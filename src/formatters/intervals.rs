// ABOUTME: Interval analysis formatter for per-interval and per-group metric blocks
// ABOUTME: Uses a numeric 0 as the missing-value sentinel instead of N/A
//
// SPDX-License-Identifier: MIT OR Apache-2.0
// Copyright (c) 2025 Intervals MCP Server contributors

//! Interval analysis formatting
//!
//! Missing metrics render as `0` here, not `N/A`: downstream consumers of
//! interval reports expect numeric-typed values in every metric slot.

use serde_json::{Map, Value};

use super::{is_truthy, metric_or_zero, render_value, text_or, Payload};

fn object_or_empty(value: &Value) -> Map<String, Value> {
    value.as_object().map_or_else(Map::new, Clone::clone)
}

fn format_interval(interval: &Payload, index: usize) -> String {
    let label = interval
        .get("label")
        .filter(|v| !v.is_null())
        .map_or_else(|| format!("Interval {index}"), render_value);
    let interval_type = text_or(interval, &["type"], "Unknown");
    let m = |key: &str| metric_or_zero(interval, key);
    let zone = text_or(interval, &["zone"], "N/A");

    format!(
        "[{index}] {label} ({interval_type})\n\
         Duration: {elapsed} seconds (moving: {moving} seconds)\n\
         Distance: {distance} meters\n\
         Start-End Indices: {start}-{end}\n\
         \n\
         Power Metrics:\n\
         \x20 Average Power: {avg_watts} watts ({avg_watts_kg} W/kg)\n\
         \x20 Max Power: {max_watts} watts ({max_watts_kg} W/kg)\n\
         \x20 Weighted Avg Power: {weighted_watts} watts\n\
         \x20 Intensity: {intensity}\n\
         \x20 Training Load: {training_load}\n\
         \x20 Joules: {joules}\n\
         \x20 Joules > FTP: {joules_above_ftp}\n\
         \x20 Power Zone: {zone} ({zone_min}-{zone_max} watts)\n\
         \x20 W' Balance: Start {wbal_start}, End {wbal_end}\n\
         \x20 L/R Balance: {lr_balance}\n\
         \x20 Variability: {variability}\n\
         \x20 Torque: Avg {avg_torque}, Min {min_torque}, Max {max_torque}\n\
         \n\
         Heart Rate & Metabolic:\n\
         \x20 Heart Rate: Avg {avg_hr}, Min {min_hr}, Max {max_hr} bpm\n\
         \x20 Decoupling: {decoupling}\n\
         \x20 DFA α1: {dfa_a1}\n\
         \x20 Respiration: {respiration} breaths/min\n\
         \x20 EPOC: {epoc}\n\
         \x20 SmO2: {smo2}% / {smo2_2}%\n\
         \x20 THb: {thb} / {thb_2}\n\
         \n\
         Speed & Cadence:\n\
         \x20 Speed: Avg {avg_speed}, Min {min_speed}, Max {max_speed} m/s\n\
         \x20 GAP: {gap} m/s\n\
         \x20 Cadence: Avg {avg_cadence}, Min {min_cadence}, Max {max_cadence} rpm\n\
         \x20 Stride: {stride}\n\
         \n\
         Elevation & Environment:\n\
         \x20 Elevation Gain: {elevation_gain} meters\n\
         \x20 Altitude: Min {min_altitude}, Max {max_altitude} meters\n\
         \x20 Gradient: {gradient}%\n\
         \x20 Temperature: {temp}°C (Weather: {weather_temp}°C, Feels like: {feels_like}°C)\n\
         \x20 Wind: Speed {wind_speed} km/h, Gust {wind_gust} km/h, Direction {wind_deg}°\n\
         \x20 Headwind: {headwind}%, Tailwind: {tailwind}%\n\
         \n",
        elapsed = m("elapsed_time"),
        moving = m("moving_time"),
        distance = m("distance"),
        start = m("start_index"),
        end = m("end_index"),
        avg_watts = m("average_watts"),
        avg_watts_kg = m("average_watts_kg"),
        max_watts = m("max_watts"),
        max_watts_kg = m("max_watts_kg"),
        weighted_watts = m("weighted_average_watts"),
        intensity = m("intensity"),
        training_load = m("training_load"),
        joules = m("joules"),
        joules_above_ftp = m("joules_above_ftp"),
        zone_min = m("zone_min_watts"),
        zone_max = m("zone_max_watts"),
        wbal_start = m("wbal_start"),
        wbal_end = m("wbal_end"),
        lr_balance = m("avg_lr_balance"),
        variability = m("w5s_variability"),
        avg_torque = m("average_torque"),
        min_torque = m("min_torque"),
        max_torque = m("max_torque"),
        avg_hr = m("average_heartrate"),
        min_hr = m("min_heartrate"),
        max_hr = m("max_heartrate"),
        decoupling = m("decoupling"),
        dfa_a1 = m("average_dfa_a1"),
        respiration = m("average_respiration"),
        epoc = m("average_epoc"),
        smo2 = m("average_smo2"),
        smo2_2 = m("average_smo2_2"),
        thb = m("average_thb"),
        thb_2 = m("average_thb_2"),
        avg_speed = m("average_speed"),
        min_speed = m("min_speed"),
        max_speed = m("max_speed"),
        gap = m("gap"),
        avg_cadence = m("average_cadence"),
        min_cadence = m("min_cadence"),
        max_cadence = m("max_cadence"),
        stride = m("average_stride"),
        elevation_gain = m("total_elevation_gain"),
        min_altitude = m("min_altitude"),
        max_altitude = m("max_altitude"),
        gradient = m("average_gradient"),
        temp = m("average_temp"),
        weather_temp = m("average_weather_temp"),
        feels_like = m("average_feels_like"),
        wind_speed = m("average_wind_speed"),
        wind_gust = m("average_wind_gust"),
        wind_deg = m("prevailing_wind_deg"),
        headwind = m("headwind_percent"),
        tailwind = m("tailwind_percent"),
    )
}

fn format_group(group: &Payload, index: usize) -> String {
    let id = group
        .get("id")
        .filter(|v| !v.is_null())
        .map_or_else(|| format!("Group {index}"), render_value);
    let m = |key: &str| metric_or_zero(group, key);

    format!(
        "Group: {id} (Contains {count} intervals)\n\
         Duration: {elapsed} seconds (moving: {moving} seconds)\n\
         Distance: {distance} meters\n\
         Start-End Indices: {start}-N/A\n\
         \n\
         Power: Avg {avg_watts} watts ({avg_watts_kg} W/kg), Max {max_watts} watts\n\
         W. Avg Power: {weighted_watts} watts, Intensity: {intensity}\n\
         Heart Rate: Avg {avg_hr}, Max {max_hr} bpm\n\
         Speed: Avg {avg_speed}, Max {max_speed} m/s\n\
         Cadence: Avg {avg_cadence}, Max {max_cadence} rpm\n\
         \n",
        count = m("count"),
        elapsed = m("elapsed_time"),
        moving = m("moving_time"),
        distance = m("distance"),
        start = m("start_index"),
        avg_watts = m("average_watts"),
        avg_watts_kg = m("average_watts_kg"),
        max_watts = m("max_watts"),
        weighted_watts = m("weighted_average_watts"),
        intensity = m("intensity"),
        avg_hr = m("average_heartrate"),
        max_hr = m("max_heartrate"),
        avg_speed = m("average_speed"),
        max_speed = m("max_speed"),
        avg_cadence = m("average_cadence"),
        max_cadence = m("max_cadence"),
    )
}

/// Format an interval analysis payload into a readable report with one
/// numbered block per interval and one block per interval group.
#[must_use]
pub fn format_intervals(intervals_data: &Payload) -> String {
    let id = text_or(intervals_data, &["id"], "N/A");
    let analyzed = text_or(intervals_data, &["analyzed"], "N/A");

    let mut result = format!(
        "Intervals Analysis:\n\n\
         ID: {id}\n\
         Analyzed: {analyzed}\n\n"
    );

    if let Some(intervals) = intervals_data
        .get("icu_intervals")
        .filter(|v| is_truthy(v))
        .and_then(Value::as_array)
    {
        result.push_str("Individual Intervals:\n\n");
        for (i, entry) in intervals.iter().enumerate() {
            result.push_str(&format_interval(&object_or_empty(entry), i + 1));
        }
    }

    if let Some(groups) = intervals_data
        .get("icu_groups")
        .filter(|v| is_truthy(v))
        .and_then(Value::as_array)
    {
        result.push_str("Interval Groups:\n\n");
        for (i, entry) in groups.iter().enumerate() {
            result.push_str(&format_group(&object_or_empty(entry), i + 1));
        }
    }

    result
}

#[cfg(test)]
mod tests {
    use super::*;
    use serde_json::json;

    fn as_map(value: Value) -> Payload {
        value.as_object().map(Clone::clone).unwrap_or_default()
    }

    #[test]
    fn test_missing_metrics_render_as_zero() {
        let block = format_interval(&Payload::new(), 1);
        assert!(block.contains("[1] Interval 1 (Unknown)"));
        assert!(block.contains("Average Power: 0 watts (0 W/kg)"));
        assert!(block.contains("Power Zone: N/A (0-0 watts)"));
    }

    #[test]
    fn test_interval_label_and_numbering() {
        let interval = as_map(json!({"label": "Rep 1", "type": "Work"}));
        let block = format_interval(&interval, 3);
        assert!(block.starts_with("[3] Rep 1 (Work)"));
    }

    #[test]
    fn test_group_end_index_is_open() {
        let group = as_map(json!({"id": "g1", "count": 4, "start_index": 10}));
        let block = format_group(&group, 1);
        assert!(block.contains("Start-End Indices: 10-N/A"));
        assert!(block.contains("Contains 4 intervals"));
    }

    #[test]
    fn test_sections_omitted_when_empty() {
        let data = as_map(json!({"id": 9, "analyzed": true, "icu_intervals": []}));
        let result = format_intervals(&data);
        assert!(result.contains("Analyzed: True"));
        assert!(!result.contains("Individual Intervals:"));
        assert!(!result.contains("Interval Groups:"));
    }
}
----------------
▶ PROBLEM TO SOLVE
Your answer should be exactly the lines of the data above, from the first through the line containing "downstream consumers of".

▶ OUTPUT FOR THIS TASK
filename src/formatters/intervals.rs
// ABOUTME: Interval analysis formatter for per-interval and per-group metric blocks
// ABOUTME: Uses a numeric 0 as the missing-value sentinel instead of N/A
//
// SPDX-License-Identifier: MIT OR Apache-2.0
// Copyright (c) 2025 Intervals MCP Server contributors

//! Interval analysis formatting
//!
//! Missing metrics render as `0` here, not `N/A`: downstream consumers of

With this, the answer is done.